Jp Leet, 45 lat - zdiagnozowano w 2009 r
Życie z depresją wydaje mi się, że jestem w odosobnieniu, a głośniki mówią mi, że jestem bezwartościowy przez cały dzień. Głośniki wyłączają się tylko wtedy, gdy śpię. Jedyny sposób, w jaki mogę spać, to leki.
W najtrudniejsze dni próbuję sobie przypomnieć, że istnieje ścieżka do odnowy biologicznej, po prostu jeszcze jej nie znalazłam. Wpisanie tego, co czuję w słowa, pomaga mi czuć się uziemionym. Osobiście lubię blogować lub podcasting.
Kiedy zdiagnozowano u mnie MDD, pomyślałem, że będę musiał sam dźwigać ciężar. Jak ktokolwiek mógł mnie kiedykolwiek kochać? Teraz jestem zdumiony rozmiarem społeczności zajmującej się zdrowiem psychicznym. Jest tak wielu ludzi, którzy chcą ci pomóc. Chciałbym je wcześniej znaleźć.
Fiona Thomas, 31 lat - zdiagnozowana w 2012 r
Czasami spędzę kilka miesięcy, czując się absolutnie w porządku. Zacznę pytać, czy moja choroba jest prawdziwa. A kiedy najmniej się tego spodziewam, moja depresja wraca. Stres jest dla mnie głównym wyzwalaczem. Kiedy jestem bardzo zajęty w pracy, wpadam w smutny nastrój. Ponieważ prowadzę własną działalność gospodarczą, zarządzanie nią może być bardzo trudne.
Spędziłem ostatnie kilka lat ćwicząc miłość do siebie. Kiedy żyjesz w depresji, miłość do siebie wymaga dużego zaangażowania. Dla mnie przetrwanie trudnych dni oznacza zmuszanie mnie do zwolnienia tempa, odpoczynku, dobrego jedzenia i wychodzenia na zewnątrz.
Zarządzanie MDD jest procesem ciągłym. Musisz zaakceptować swój stan, abyś mógł nauczyć się, jak się do niego dostosować i czuć się dobrze. Pomaga także mówienie o depresji. Udostępnianie moich uczuć w mediach społecznościowych i na blogach było dla mnie bardzo pomocne.

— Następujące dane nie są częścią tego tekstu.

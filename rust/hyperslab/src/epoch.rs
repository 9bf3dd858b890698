//! Operation generations used to memoize walks over shared span trees.

use std::sync::atomic::{AtomicU64, Ordering};

/// Tag of one top-level tree operation.
///
/// Span lists are shared between many parents, so a naive recursive walk over a
/// tree may visit the same list many times. Each top-level walk takes a fresh
/// epoch and passes it down; a list caches the result it computed together with
/// the epoch that computed it and answers from the cache when asked again within
/// the same walk.
///
/// Epochs are issued from a process-wide 64-bit counter that starts at 1 and is
/// never reset. [`Epoch::NEVER`] (zero) marks a cache that holds nothing.
#[derive(Debug, Clone, Copy, PartialEq, Eq, PartialOrd, Ord, Hash)]
pub struct Epoch(u64);

impl Epoch {
    pub const NEVER: Epoch = Epoch(0);

    /// Issues the next unused epoch.
    pub fn next() -> Epoch {
        static NEXT_EPOCH: AtomicU64 = AtomicU64::new(1);
        Epoch(NEXT_EPOCH.fetch_add(1, Ordering::Relaxed))
    }

    #[inline]
    pub fn value(self) -> u64 {
        self.0
    }
}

Tamiko Arbuckle, 51 lat - zdiagnozowana w 1993 roku
To tak, jakbym miał tę ciemną chmurę nad głową przez prawie połowę mojego życia. Czasami jest to biała, puszysta chmura na jasnym niebieskim niebie. W inne dni chmura jest bardzo ciemnoszara. Kiedy po raz pierwszy zdiagnozowano u mnie MDD, nie miałem pojęcia, z czym mam do czynienia. Myślę, że gdybym na początku śledził mój nastrój i prowadził dziennik wdzięczności, miałoby to dużą różnicę. Prowadzę teraz dziennik pocisków, a kiedy go czytam, widzę, jak niesamowite jest moje życie.
Życie z depresją nie jest łatwe. Ciężko pracuję, aby dbać o siebie i otaczać się miłością, kreatywnością i śmiechem. Moja depresja może pojawić się bez ostrzeżenia. To, jak na to zareaguję, robi różnicę. Kiedy zacznę schodzić w dół, ode mnie zależy, czy coś odwrócę.
Jestem bardzo błogosławiony. Mam najbardziej kochającą rodzinę i przyjaciół, o które dziewczyna może prosić. Depresja nie powstrzyma mnie od życia i cieszenia się życiem!